Experiments on PAR levels in HD cells and huntingtin PAR binding

Blog post by Dr. Tamara Maiuri

Regulation of PAR levels in HD cells

As reported previously, we found higher levels of poly ADP ribose (PAR) in HD cells compared to controls. This is consistent with higher levels of DNA damage found in HD cells by us and by others

For a little more mechanistic insight, we turned to the major regulators of PAR levels: PARP, which generates PAR, and PARG, which breaks PAR down. To get an idea of how well these two proteins are working in HD cells, I performed dose response curves with inhibitors against each.

Interestingly, despite higher overall PAR levels in HD cells, it takes less PARP inhibitor to reduce the response by half (HD cells have a lower IC50). This suggests that the PARP in HD cells isn’t working as well as it does in normal cells. Seems at odds with the elevated PAR levels, but it could be that there’s so much DNA damage in HD cells, the overall PAR is high even without PARP functioning at its max.

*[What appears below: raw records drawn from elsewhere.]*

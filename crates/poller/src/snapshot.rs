//! The poller's observable session state.
//!
//! A [`PollSnapshot`] is the single authoritative record of a session.
//! Every transition goes through one of the `record_*` methods, which
//! refuse to touch a session that already ended; that guard is what
//! makes late timer or fetch callbacks harmless.

use chrono::{DateTime, Utc};
use jobwatch_core::messages;
use jobwatch_core::outcome::PollOutcome;
use jobwatch_core::status::JobStatus;
use jobwatch_core::steps::{progress_percent, StepResult, StepSummary};
use jobwatch_core::types::{JobHandle, SessionId};
use serde::Serialize;

/// Progress reported once a session has ended.
const COMPLETE_PROGRESS: u8 = 100;

#[derive(Debug, Clone, PartialEq, Serialize)]
pub struct PollSnapshot {
    /// `0` until the first `start`.
    pub session: SessionId,
    pub outcome: PollOutcome,
    pub handle: Option<JobHandle>,
    /// Status from the most recent successful fetch.
    pub status: Option<JobStatus>,
    /// Step list from the most recent successful fetch.
    pub steps: Vec<StepResult>,
    pub message: String,
    /// 0..=100; only an ended session reports 100.
    pub progress: u8,
    /// Number of steps the job is known to run, if the caller knew it.
    pub expected_steps: Option<usize>,
    pub started_at: Option<DateTime<Utc>>,
    pub ended_at: Option<DateTime<Utc>>,
}

impl Default for PollSnapshot {
    fn default() -> Self {
        Self {
            session: 0,
            outcome: PollOutcome::Idle,
            handle: None,
            status: None,
            steps: Vec::new(),
            message: String::new(),
            progress: 0,
            expected_steps: None,
            started_at: None,
            ended_at: None,
        }
    }
}

impl PollSnapshot {
    /// Fresh state of a session that is about to submit its job.
    pub fn begin(session: SessionId, expected_steps: Option<usize>) -> Self {
        Self {
            session,
            outcome: PollOutcome::Submitting,
            message: messages::MSG_TESTING.to_string(),
            expected_steps,
            started_at: Some(Utc::now()),
            ..Default::default()
        }
    }

    pub fn summary(&self) -> StepSummary {
        StepSummary::from_steps(&self.steps)
    }

    /// `Submitting -> Polling` once the job was accepted and triggered.
    pub fn record_submitted(&mut self, handle: JobHandle) -> bool {
        if self.outcome != PollOutcome::Submitting {
            return false;
        }
        self.handle = Some(handle);
        self.outcome = PollOutcome::Polling;
        true
    }

    /// `Submitting -> Failed` when the job never started.
    pub fn record_submission_failure(&mut self, cause: &str) -> bool {
        if self.outcome != PollOutcome::Submitting {
            return false;
        }
        self.finish(PollOutcome::Failed);
        self.message = messages::submission_failed(cause);
        true
    }

    /// Apply one status fetch.
    ///
    /// The step list is replaced before the status is evaluated, so the
    /// steps on display always belong to the status that ended the
    /// session. Returns the terminal outcome when this fetch ended it.
    pub fn record_report(
        &mut self,
        status: JobStatus,
        steps: Vec<StepResult>,
    ) -> Option<PollOutcome> {
        if self.outcome != PollOutcome::Polling {
            return None;
        }
        self.steps = steps;
        self.status = Some(status);

        match PollOutcome::from_terminal_status(status) {
            Some(outcome) => {
                self.finish(outcome);
                Some(outcome)
            }
            None => {
                self.progress = progress_percent(&self.steps, self.expected_steps);
                None
            }
        }
    }

    /// Budget elapsed while the session was still active.
    pub fn record_timeout(&mut self) -> bool {
        if !self.outcome.is_active() {
            return false;
        }
        self.finish(PollOutcome::TimedOut);
        true
    }

    /// The caller stopped watching. Steps stay as last recorded.
    pub fn record_cancel(&mut self) -> bool {
        if !self.outcome.is_active() {
            return false;
        }
        self.outcome = PollOutcome::Cancelled;
        self.message = PollOutcome::Cancelled.message().to_string();
        self.ended_at = Some(Utc::now());
        true
    }

    fn finish(&mut self, outcome: PollOutcome) {
        self.outcome = outcome;
        self.message = outcome.message().to_string();
        self.progress = COMPLETE_PROGRESS;
        self.ended_at = Some(Utc::now());
    }
}
//! Per-step results of a job and their classification.
//!
//! The backend reports an ordered list of [`StepResult`]s that grows as
//! the job executes. The poller stores the latest list verbatim; the
//! helpers here turn it into verdicts and progress for display. None of
//! them influence the poll state machine, which only follows the
//! backend-reported [`JobStatus`](crate::status::JobStatus).

use serde::{Deserialize, Serialize};

/// Highest progress value reported while the job is still running.
pub const MAX_RUNNING_PROGRESS: u8 = 99;

/// One discrete validation step within a job.
#[derive(Debug, Clone, PartialEq, Eq, Serialize, Deserialize)]
pub struct StepResult {
    pub name: String,
    /// A failure of this step fails the job as a whole.
    pub mandatory: bool,
    /// `None` while the step has not reported yet.
    pub passed: Option<bool>,
    pub message: Option<String>,
    pub error_log: Option<String>,
}

impl StepResult {
    pub fn new(name: impl Into<String>, mandatory: bool, passed: Option<bool>) -> Self {
        Self {
            name: name.into(),
            mandatory,
            passed,
            message: None,
            error_log: None,
        }
    }

    pub fn with_message(mut self, message: impl Into<String>) -> Self {
        self.message = Some(message.into());
        self
    }

    pub fn with_error_log(mut self, error_log: impl Into<String>) -> Self {
        self.error_log = Some(error_log.into());
        self
    }

    pub fn verdict(&self) -> StepVerdict {
        match (self.passed, self.mandatory) {
            (None, _) => StepVerdict::Pending,
            (Some(true), _) => StepVerdict::Passed,
            (Some(false), true) => StepVerdict::MandatoryFailure,
            (Some(false), false) => StepVerdict::OptionalFailure,
        }
    }
}

/// Display classification of a single step.
#[derive(Debug, Clone, Copy, PartialEq, Eq, Hash, Serialize, Deserialize)]
pub enum StepVerdict {
    Passed,
    Pending,
    MandatoryFailure,
    /// Failed, but the job can still succeed without this step.
    OptionalFailure,
}

impl StepVerdict {
    pub fn as_str(&self) -> &'static str {
        match self {
            Self::Passed => "passed",
            Self::Pending => "pending",
            Self::MandatoryFailure => "failed",
            Self::OptionalFailure => "warning",
        }
    }
}

impl std::fmt::Display for StepVerdict {
    fn fmt(&self, f: &mut std::fmt::Formatter<'_>) -> std::fmt::Result {
        f.write_str(self.as_str())
    }
}

/// Verdict counts over a step sequence.
#[derive(Debug, Clone, Copy, Default, PartialEq, Eq, Serialize)]
pub struct StepSummary {
    pub total: usize,
    pub passed: usize,
    pub pending: usize,
    pub mandatory_failures: usize,
    pub optional_failures: usize,
}

impl StepSummary {
    pub fn from_steps(steps: &[StepResult]) -> Self {
        steps.iter().fold(
            Self {
                total: steps.len(),
                ..Default::default()
            },
            |mut acc, step| {
                match step.verdict() {
                    StepVerdict::Passed => acc.passed += 1,
                    StepVerdict::Pending => acc.pending += 1,
                    StepVerdict::MandatoryFailure => acc.mandatory_failures += 1,
                    StepVerdict::OptionalFailure => acc.optional_failures += 1,
                }
                acc
            },
        )
    }

    pub fn has_mandatory_failure(&self) -> bool {
        self.mandatory_failures > 0
    }

    /// Steps that produced a verdict, pass or fail.
    pub fn reported(&self) -> usize {
        self.total - self.pending
    }
}

/// Progress of a running job in percent.
///
/// `expected` is the number of steps the job is known to run (from its
/// definition); without it the reported list's own length is used. The
/// result never reaches 100 because only a terminal status completes a
/// job.
pub fn progress_percent(steps: &[StepResult], expected: Option<usize>) -> u8 {
    let summary = StepSummary::from_steps(steps);
    let denominator = expected.unwrap_or(summary.total).max(summary.total);
    if denominator == 0 {
        return 0;
    }
    let percent = summary.reported() * 100 / denominator;
    (percent.min(MAX_RUNNING_PROGRESS as usize)) as u8
}
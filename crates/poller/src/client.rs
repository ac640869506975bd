//! Collaborator traits the poller drives.
//!
//! Both are transport-agnostic: the REST implementation lives in
//! `jobwatch-workflows`, tests supply scripted in-memory ones.

use async_trait::async_trait;
use jobwatch_core::spec::JobSpecification;
use jobwatch_core::status::JobStatus;
use jobwatch_core::steps::StepResult;
use jobwatch_core::types::JobHandle;

/// Errors from submitting or triggering a job. Terminal for a session.
#[derive(Debug, thiserror::Error)]
pub enum SubmissionError {
    /// The specification was malformed or the backend refused it.
    #[error("job rejected: {0}")]
    Rejected(String),

    /// The request never produced a usable response.
    #[error("transport error: {0}")]
    Transport(String),
}

/// Errors from a single status fetch. Recovered by the poll loop.
#[derive(Debug, thiserror::Error)]
pub enum FetchError {
    #[error("transport error: {0}")]
    Transport(String),

    /// The backend answered with something that is not a status report.
    #[error("invalid status response: {0}")]
    InvalidResponse(String),
}

/// Status and step results returned by one fetch.
#[derive(Debug, Clone, PartialEq, Eq)]
pub struct JobStatusReport {
    pub status: JobStatus,
    pub steps: Vec<StepResult>,
}

impl JobStatusReport {
    pub fn new(status: JobStatus, steps: Vec<StepResult>) -> Self {
        Self { status, steps }
    }
}

/// Creates jobs and starts their execution.
#[async_trait]
pub trait JobSubmissionClient: Send + Sync {
    /// Register a job and return its handle.
    async fn submit_job(&self, spec: &JobSpecification) -> Result<JobHandle, SubmissionError>;

    /// Start executing a submitted job. Called once per handle.
    async fn trigger_job(&self, handle: &JobHandle) -> Result<(), SubmissionError>;

    /// Drop the backend record of a finished job.
    async fn release_job(&self, _handle: &JobHandle) -> Result<(), SubmissionError> {
        Ok(())
    }
}

/// Reads the current state of a job.
#[async_trait]
pub trait JobStatusClient: Send + Sync {
    async fn fetch_job_status(&self, handle: &JobHandle) -> Result<JobStatusReport, FetchError>;
}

These results and the experimental details have been deposited to Zenodo.

 

IC50 three trials
PARP inhibitor dose response in cells from healthy control (Q21) and HD patients (Q43 and Q50)

 

 

As for the PARG inhibition experiments, I didn’t use a large enough range of concentrations to get an accurate reading of the IC50. The results (or lack thereof) were nonetheless deposited to Zenodo. I’m currently repeating the dose-response experiment with a wider range of doses.

 

More huntingtin PAR-binding experiments

We previously confirmed one region of the huntingtin protein that binds PAR, which we named PBM3. This is a small discovery, but I always find it exciting to uncover something about how nature works. Even more fun is thinking of clever ways to use nature’s tricks to find out more about how nature works! We have some ideas coming down the pipeline for how to use PBM3 as a tool.

The first idea was to use PBM3 to measure the on-off rate of huntingtin PAR binding. Then we could compare normal versus mutant huntingtin to see if mutant huntingtin holds on to PAR more or less tightly than it should. Spoiler alert: this idea didn’t work. 

The first problem was a high degree of variability in PAR binding between technical replicates. The PAR overlay by dot-blotting is good for a “yes or no” answer whether something binds PAR, but it is not quantitative. So I tried improving the reproducibility with slot blotting instead of dot blotting (slot blotting optimization experiments in this Zenodo entry.

The second problem was that the control peptide (a PBM3 mutant that cannot bind PAR), had a non-specific effect in the assay. Not sure how to interpret this, but for now, the only conclusion is that this method is not working (sad face). Suggestions are welcome to improve this protocol (deposited to Zenodo)!

Expts 1 and 2 normalized
PAR overlay assay using PBM3 or mutant peptide to compete with full-length huntingtin PAR binding

 

Work is also in progress on getting to the bottom of the reproducibility issues between preps of full-length huntingtin: https://zenodo.org/record/3552780#.XdwBjZJKh-U

 

This work is funded by the HDSA Berman/Topper HD Career Development Fellowship.